You’ve been combining data collection and analysis with geography for a long time. What makes these two fields particularly well matched?
Especially in cities, location matters. Whether you’re studying property values, crime, transportation, public health, construction, or whatever, the spatial component is always critical. Maps are a great way to convey that information in a way people can relate to.
What do you plan to talk about at FS14?
I’ll be talking about the tools and techniques I’ve used to turn data into meaningful experiences. Most data visualization projects require a lot of “data munging” to clean, parse, scrape, aggregate, or otherwise prep the data. Once it’s ready for consumption, there are a variety of ways to bring the data to life. I will be telling the story of how I came to be in possession of data for 173 Million Cab Rides via a Freedom of Information Act request, how I shared the data, where it went once I shared it, and what I chose to build with it.
What’s an example of how you’ve had to “munge” data to prepare it for visualization?
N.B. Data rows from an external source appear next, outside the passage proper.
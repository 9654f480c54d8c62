//! `gitlab_project_badge`, addressed `<project>:<badge_id>`.

use crate::client::Client;
use labapi::{Badge, BadgeOptions};
use reconcile::{
    CallResult, CancelToken, CompositeKey, IdFormat, IdPart, ManagedKind, Result,
};
use serde::{Deserialize, Serialize};

pub const KIND: &str = "gitlab_project_badge";
pub const ID_FORMAT: IdFormat = IdFormat::new(&["project", "badge_id"]);

#[derive(Debug, Clone, Deserialize)]
pub struct BadgeSpec {
    /// Project id or full path.
    pub project: String,
    #[serde(default)]
    pub name: Option<String>,
    pub link_url: String,
    pub image_url: String,
}

#[derive(Debug, Clone, PartialEq, Eq, Serialize, Deserialize)]
pub struct BadgeState {
    pub project: String,
    pub badge_id: i64,
    pub name: String,
    pub link_url: String,
    pub image_url: String,
    pub rendered_link_url: String,
    pub rendered_image_url: String,
}

impl BadgeState {
    fn from_badge(project: &str, badge: Badge) -> Self {
        Self {
            project: project.to_string(),
            badge_id: badge.id,
            name: badge.name,
            link_url: badge.link_url,
            image_url: badge.image_url,
            rendered_link_url: badge.rendered_link_url,
            rendered_image_url: badge.rendered_image_url,
        }
    }
}

pub struct ProjectBadges {
    client: Client,
}

impl ProjectBadges {
    pub fn new(client: Client) -> Self {
        Self { client }
    }
}

impl ManagedKind for ProjectBadges {
    type Desired = BadgeSpec;
    type Observed = BadgeState;
    type Change = BadgeOptions;

    fn kind(&self) -> &'static str {
        KIND
    }

    fn id_format(&self) -> IdFormat {
        ID_FORMAT
    }

    fn label(&self, desired: &BadgeSpec) -> String {
        format!("{} {}", desired.project, desired.link_url)
    }

    fn create(&self, desired: &BadgeSpec, _cancel: &CancelToken) -> CallResult<BadgeState> {
        let options = BadgeOptions {
            name: desired.name.clone(),
            link_url: Some(desired.link_url.clone()),
            image_url: Some(desired.image_url.clone()),
        };
        let badge = self
            .client
            .api()
            .create_project_badge(&desired.project, &options)?;
        Ok(BadgeState::from_badge(&desired.project, badge))
    }

    fn key_of(&self, observed: &BadgeState) -> Vec<IdPart> {
        vec![(&observed.project).into(), observed.badge_id.into()]
    }

    fn fetch(&self, key: &CompositeKey, _cancel: &CancelToken) -> CallResult<BadgeState> {
        let project = key.str(0)?;
        let badge = self.client.api().get_project_badge(project, key.int(1)?)?;
        Ok(BadgeState::from_badge(project, badge))
    }

    fn diff(&self, observed: &BadgeState, desired: &BadgeSpec) -> Result<Vec<BadgeOptions>> {
        super::ensure_unchanged(KIND, "project", &observed.project, &desired.project)?;

        let mut edit = BadgeOptions::default();
        if let Some(name) = desired.name.as_ref().filter(|n| **n != observed.name) {
            edit.name = Some(name.clone());
        }
        if desired.link_url != observed.link_url {
            edit.link_url = Some(desired.link_url.clone());
        }
        if desired.image_url != observed.image_url {
            edit.image_url = Some(desired.image_url.clone());
        }
        if edit == BadgeOptions::default() {
            return Ok(Vec::new());
        }
        Ok(vec![edit])
    }

    fn apply(&self, key: &CompositeKey, change: &BadgeOptions) -> CallResult<()> {
        self.client
            .api()
            .edit_project_badge(key.str(0)?, key.int(1)?, change)?;
        Ok(())
    }

    fn remove(&self, key: &CompositeKey) -> CallResult<()> {
        self.client
            .api()
            .delete_project_badge(key.str(0)?, key.int(1)?)?;
        Ok(())
    }

    fn matches_tracked(&self, tracked: &BadgeState, current: &BadgeState) -> bool {
        tracked.link_url == current.link_url && tracked.image_url == current.image_url
    }
}

#[cfg(test)]
mod tests {
    use super::*;
    use crate::resource::tests::{client, client_with_read_retry};
    use labapi::{Api, MockApi};
    use reconcile::{Deleted, ErrorCategory, ReadMode, Reconciler, RemoteObjectRef, confirm_absent};

    fn spec(link_url: &str) -> BadgeSpec {
        BadgeSpec {
            project: "42".to_string(),
            name: Some("coverage".to_string()),
            link_url: link_url.to_string(),
            image_url: "https://example.com/badge.svg".to_string(),
        }
    }

    fn badges(api: &MockApi) -> Reconciler<ProjectBadges> {
        let client = client(api);
        Reconciler::new(ProjectBadges::new(client.clone())).with_read_retry(client.read_retry().clone())
    }

    #[test]
    fn test_create_and_read() {
        let api = MockApi::new();
        let r = badges(&api);
        let cancel = CancelToken::new();

        let created = r.create(&spec("https://example.com/%{project_path}"), &cancel).unwrap();
        assert_eq!(created.id().as_str(), format!("42:{}", created.state().badge_id));
        assert_eq!(created.state().rendered_link_url, "https://example.com/42");

        let read = r.read(created.id(), ReadMode::Refresh, &cancel).unwrap().unwrap();
        assert_eq!(read, created);
    }

    #[test]
    fn test_import_by_text() {
        let api = MockApi::new();
        let r = badges(&api);
        let cancel = CancelToken::new();
        let badge = api
            .create_project_badge(
                "42",
                &BadgeOptions {
                    name: Some("ci".to_string()),
                    link_url: Some("https://ci.example.com".to_string()),
                    image_url: Some("https://ci.example.com/badge.svg".to_string()),
                },
            )
            .unwrap();

        let imported = r.import(&format!("42:{}", badge.id), &cancel).unwrap();
        assert_eq!(imported.state().name, "ci");

        let err = r.import("42", &cancel).unwrap_err();
        assert_eq!(err.category(), ErrorCategory::Identifier);
        let err = r.import("42:badge-7", &cancel).unwrap_err();
        assert_eq!(err.category(), ErrorCategory::Identifier);
        let err = r.import("42:9999", &cancel).unwrap_err();
        assert!(err.is_not_found());
    }

    #[test]
    fn test_update_edits_changed_fields_only() {
        let api = MockApi::new();
        let r = badges(&api);
        let cancel = CancelToken::new();
        let created = r.create(&spec("https://example.com/a"), &cancel).unwrap();

        let unchanged = r.update(created.id(), &spec("https://example.com/a"), &cancel).unwrap();
        assert_eq!(unchanged.changes, 0);

        let updated = r.update(created.id(), &spec("https://example.com/b"), &cancel).unwrap();
        assert_eq!(updated.changes, 1);
        assert_eq!(updated.observation.state().link_url, "https://example.com/b");
        assert_eq!(updated.observation.state().name, "coverage");
    }

    #[test]
    fn test_update_rejects_project_move() {
        let api = MockApi::new();
        let r = badges(&api);
        let cancel = CancelToken::new();
        let created = r.create(&spec("https://example.com/a"), &cancel).unwrap();

        let mut moved = spec("https://example.com/a");
        moved.project = "43".to_string();
        let err = r.update(created.id(), &moved, &cancel).unwrap_err();
        assert_eq!(err.category(), ErrorCategory::Document);
    }

    #[test]
    fn test_create_rejected_by_remote() {
        let api = MockApi::new();
        let r = badges(&api);
        let err = r.create(&spec(""), &CancelToken::new()).unwrap_err();
        assert_eq!(err.category(), ErrorCategory::Rejected);
    }

    #[test]
    fn test_delete_then_verify() {
        let api = MockApi::new();
        let r = badges(&api);
        let cancel = CancelToken::new();
        let created = r.create(&spec("https://example.com/a"), &cancel).unwrap();

        assert!(!confirm_absent(&r, &created, &cancel).unwrap());
        assert_eq!(r.delete(created.id(), Some(&created), &cancel).unwrap(), Deleted::Removed);
        assert!(confirm_absent(&r, &created, &cancel).unwrap());
        assert_eq!(
            r.delete(created.id(), Some(&created), &cancel).unwrap(),
            Deleted::AlreadyGone
        );

        let never = RemoteObjectRef::new("42:9999");
        let err = r.delete(&never, None, &cancel).unwrap_err();
        assert_eq!(err.category(), ErrorCategory::Convergence);
    }

    #[test]
    fn test_update_waits_for_stale_reads() {
        let api = MockApi::new();
        let client = client_with_read_retry(&api, 4);
        let r = Reconciler::new(ProjectBadges::new(client.clone()))
            .with_read_retry(client.read_retry().clone());
        let cancel = CancelToken::new();
        let created = r.create(&spec("https://example.com/old"), &cancel).unwrap();

        // The next two reads after the edit report the badge as missing.
        api.set_stale_reads(2);
        let updated = r.update(created.id(), &spec("https://example.com/new"), &cancel).unwrap();
        assert_eq!(updated.changes, 1);
        assert_eq!(updated.observation.state().link_url, "https://example.com/new");
    }

    #[test]
    fn test_update_gives_up_after_max_attempts() {
        let api = MockApi::new();
        let client = client_with_read_retry(&api, 2);
        let r = Reconciler::new(ProjectBadges::new(client.clone()))
            .with_read_retry(client.read_retry().clone());
        let cancel = CancelToken::new();
        let created = r.create(&spec("https://example.com/old"), &cancel).unwrap();

        api.set_stale_reads(3);
        let err = r
            .update(created.id(), &spec("https://example.com/new"), &cancel)
            .unwrap_err();
        assert!(err.is_not_found());
        // The edit itself went through.
        api.set_stale_reads(0);
        assert_eq!(
            api.get_project_badge("42", created.state().badge_id).unwrap().link_url,
            "https://example.com/new"
        );
    }
}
When I made a visualization of MTA Turnstile Data, I had to do quite a bit of munging. First, the format of the published data shows four-hour chunks of data for each set of turnstiles. Some stations contain many turnstile sets, so I had to combine records for the same station to get an accurate count spread out over time.
Next, in order to map it, I had to geocode each station ID. A friend and I spent a few hours manually doing this, as there was no “answer key” associating the station identifiers with latitude/longitude coordinates. I published the results on GitHub, and lots of people still use it when working with this data.
Why are you interested in speaking at FutureStack14?
I was flattered that they reached out to me, and the audience and venue looked great. I was up for the challenge (this is probably the biggest audience I’ve ever presented in front of).